**Activity**
All of the records shown below need to be copied with no differences.

◇ ◇ ◇ ◇ ◇

//! Counter goals endpoint (`management/v1/counter/{id}/goals`).

use std::collections::BTreeMap;

use serde::{Deserialize, Serialize};
use tokio_util::sync::CancellationToken;

use crate::api::client::ApiClient;
use crate::error_handling::ClientError;

/// A conversion goal of a counter. Composite goals carry their steps.
#[derive(Debug, Clone, PartialEq, Serialize, Deserialize)]
pub struct Goal {
    pub id: u64,
    #[serde(default, skip_serializing_if = "Option::is_none")]
    pub prev_goal_id: Option<u64>,
    pub name: String,
    #[serde(rename = "type")]
    pub goal_type: String,
    #[serde(default)]
    pub goal_source: String,
    #[serde(default, skip_serializing_if = "Option::is_none")]
    pub default_price: Option<f64>,
    #[serde(default, skip_serializing_if = "Option::is_none")]
    pub flag: Option<String>,
    #[serde(default)]
    pub is_favorite: u8,
    #[serde(default)]
    pub is_retargeting: u8,
    #[serde(default, skip_serializing_if = "Vec::is_empty")]
    pub steps: Vec<Goal>,
    #[serde(default, skip_serializing_if = "Vec::is_empty")]
    pub conditions: Vec<BTreeMap<String, serde_json::Value>>,
}

#[derive(Debug, Deserialize)]
struct GoalsEnvelope {
    #[serde(default)]
    goals: Vec<Goal>,
}

#[derive(Debug, Clone)]
pub struct GoalsService {
    client: ApiClient,
}

impl GoalsService {
    /// Wraps a client bound to the management service.
    pub fn new(client: ApiClient) -> Self {
        GoalsService { client }
    }

    /// Lists every goal of `counter_id`.
    ///
    /// # Errors
    ///
    /// Any `ClientError` from the underlying request.
    pub async fn list_goals(
        &self,
        counter_id: u64,
        cancel: &CancellationToken,
    ) -> Result<Vec<Goal>, ClientError> {
        let path = format!("counter/{counter_id}/goals");
        let envelope: GoalsEnvelope = self.client.get_json(&path, &[], cancel).await?;
        Ok(envelope.goals)
    }
}

#[cfg(test)]
mod tests {
    use super::*;
    use serde_json::json;

    #[test]
    fn test_goal_decoding() {
        let envelope: GoalsEnvelope = serde_json::from_value(json!({
            "goals": [
                {
                    "id": 1,
                    "name": "Visited checkout",
                    "type": "url",
                    "goal_source": "user",
                    "is_favorite": 0,
                    "is_retargeting": 1,
                    "conditions": [{"type": "contain", "url": "/checkout"}]
                },
                {
                    "id": 2,
                    "prev_goal_id": 1,
                    "name": "Funnel",
                    "type": "step",
                    "goal_source": "user",
                    "default_price": 150.5,
                    "is_favorite": 1,
                    "is_retargeting": 0,
                    "steps": [
                        {"id": 3, "name": "Step 1", "type": "url", "is_favorite": 0, "is_retargeting": 0}
                    ]
                }
            ]
        }))
        .unwrap();

        let goals = envelope.goals;
        assert_eq!(goals.len(), 2);
        assert_eq!(goals[0].goal_type, "url");
        assert_eq!(goals[0].conditions[0]["url"], "/checkout");
        assert_eq!(goals[1].prev_goal_id, Some(1));
        assert_eq!(goals[1].default_price, Some(150.5));
        assert_eq!(goals[1].steps[0].id, 3);
    }

    #[test]
    fn test_goal_serializes_wire_names() {
        let goal = Goal {
            id: 9,
            prev_goal_id: None,
            name: "Call".to_string(),
            goal_type: "phone".to_string(),
            goal_source: "auto".to_string(),
            default_price: None,
            flag: None,
            is_favorite: 0,
            is_retargeting: 0,
            steps: vec![],
            conditions: vec![],
        };
        let value = serde_json::to_value(&goal).unwrap();
        assert_eq!(value["type"], "phone");
        assert!(value.get("steps").is_none());
        assert!(value.get("prev_goal_id").is_none());
    }
}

◇ ◇ ◇ ◇ ◇

**Exercise solution**
//! Counter goals endpoint (`management/v1/counter/{id}/goals`).

use std::collections::BTreeMap;

use serde::{Deserialize, Serialize};
use tokio_util::sync::CancellationToken;

use crate::api::client::ApiClient;
use crate::error_handling::ClientError;

/// A conversion goal of a counter. Composite goals carry their steps.
#[derive(Debug, Clone, PartialEq, Serialize, Deserialize)]
pub struct Goal {
    pub id: u64,
    #[serde(default, skip_serializing_if = "Option::is_none")]
    pub prev_goal_id: Option<u64>,
    pub name: String,
    #[serde(rename = "type")]
    pub goal_type: String,
    #[serde(default)]
    pub goal_source: String,
    #[serde(default, skip_serializing_if = "Option::is_none")]
    pub default_price: Option<f64>,
    #[serde(default, skip_serializing_if = "Option::is_none")]
    pub flag: Option<String>,
    #[serde(default)]
    pub is_favorite: u8,
    #[serde(default)]
    pub is_retargeting: u8,
    #[serde(default, skip_serializing_if = "Vec::is_empty")]
    pub steps: Vec<Goal>,
    #[serde(default, skip_serializing_if = "Vec::is_empty")]
    pub conditions: Vec<BTreeMap<String, serde_json::Value>>,
}

#[derive(Debug, Deserialize)]
struct GoalsEnvelope {
    #[serde(default)]
    goals: Vec<Goal>,
}

#[derive(Debug, Clone)]
pub struct GoalsService {
    client: ApiClient,
}

impl GoalsService {
    /// Wraps a client bound to the management service.
    pub fn new(client: ApiClient) -> Self {
        GoalsService { client }
    }

    /// Lists every goal of `counter_id`.
    ///
    /// # Errors
    ///
    /// Any `ClientError` from the underlying request.
    pub async fn list_goals(
        &self,
        counter_id: u64,
        cancel: &CancellationToken,
    ) -> Result<Vec<Goal>, ClientError> {
        let path = format!("counter/{counter_id}/goals");
        let envelope: GoalsEnvelope = self.client.get_json(&path, &[], cancel).await?;
        Ok(envelope.goals)
    }
}

#[cfg(test)]
mod tests {
    use super::*;
    use serde_json::json;

    #[test]
    fn test_goal_decoding() {
        let envelope: GoalsEnvelope = serde_json::from_value(json!({
            "goals": [
                {
                    "id": 1,
                    "name": "Visited checkout",
                    "type": "url",
                    "goal_source": "user",
                    "is_favorite": 0,
                    "is_retargeting": 1,
                    "conditions": [{"type": "contain", "url": "/checkout"}]
                },
                {
                    "id": 2,
                    "prev_goal_id": 1,
                    "name": "Funnel",
                    "type": "step",
                    "goal_source": "user",
                    "default_price": 150.5,
                    "is_favorite": 1,
                    "is_retargeting": 0,
                    "steps": [
                        {"id": 3, "name": "Step 1", "type": "url", "is_favorite": 0, "is_retargeting": 0}
                    ]
                }
            ]
        }))
        .unwrap();

        let goals = envelope.goals;
        assert_eq!(goals.len(), 2);
        assert_eq!(goals[0].goal_type, "url");
        assert_eq!(goals[0].conditions[0]["url"], "/checkout");
        assert_eq!(goals[1].prev_goal_id, Some(1));
        assert_eq!(goals[1].default_price, Some(150.5));
        assert_eq!(goals[1].steps[0].id, 3);
    }

    #[test]
    fn test_goal_serializes_wire_names() {
        let goal = Goal {
            id: 9,
            prev_goal_id: None,
            name: "Call".to_string(),
            goal_type: "phone".to_string(),
            goal_source: "auto".to_string(),
            default_price: None,
            flag: None,
            is_favorite: 0,
            is_retargeting: 0,
            steps: vec![],
            conditions: vec![],
        };
        let value = serde_json::to_value(&goal).unwrap();
        assert_eq!(value["type"], "phone");
        assert!(value.get("steps").is_none());
        assert!(value.get("prev_goal_id").is_none());
    }
}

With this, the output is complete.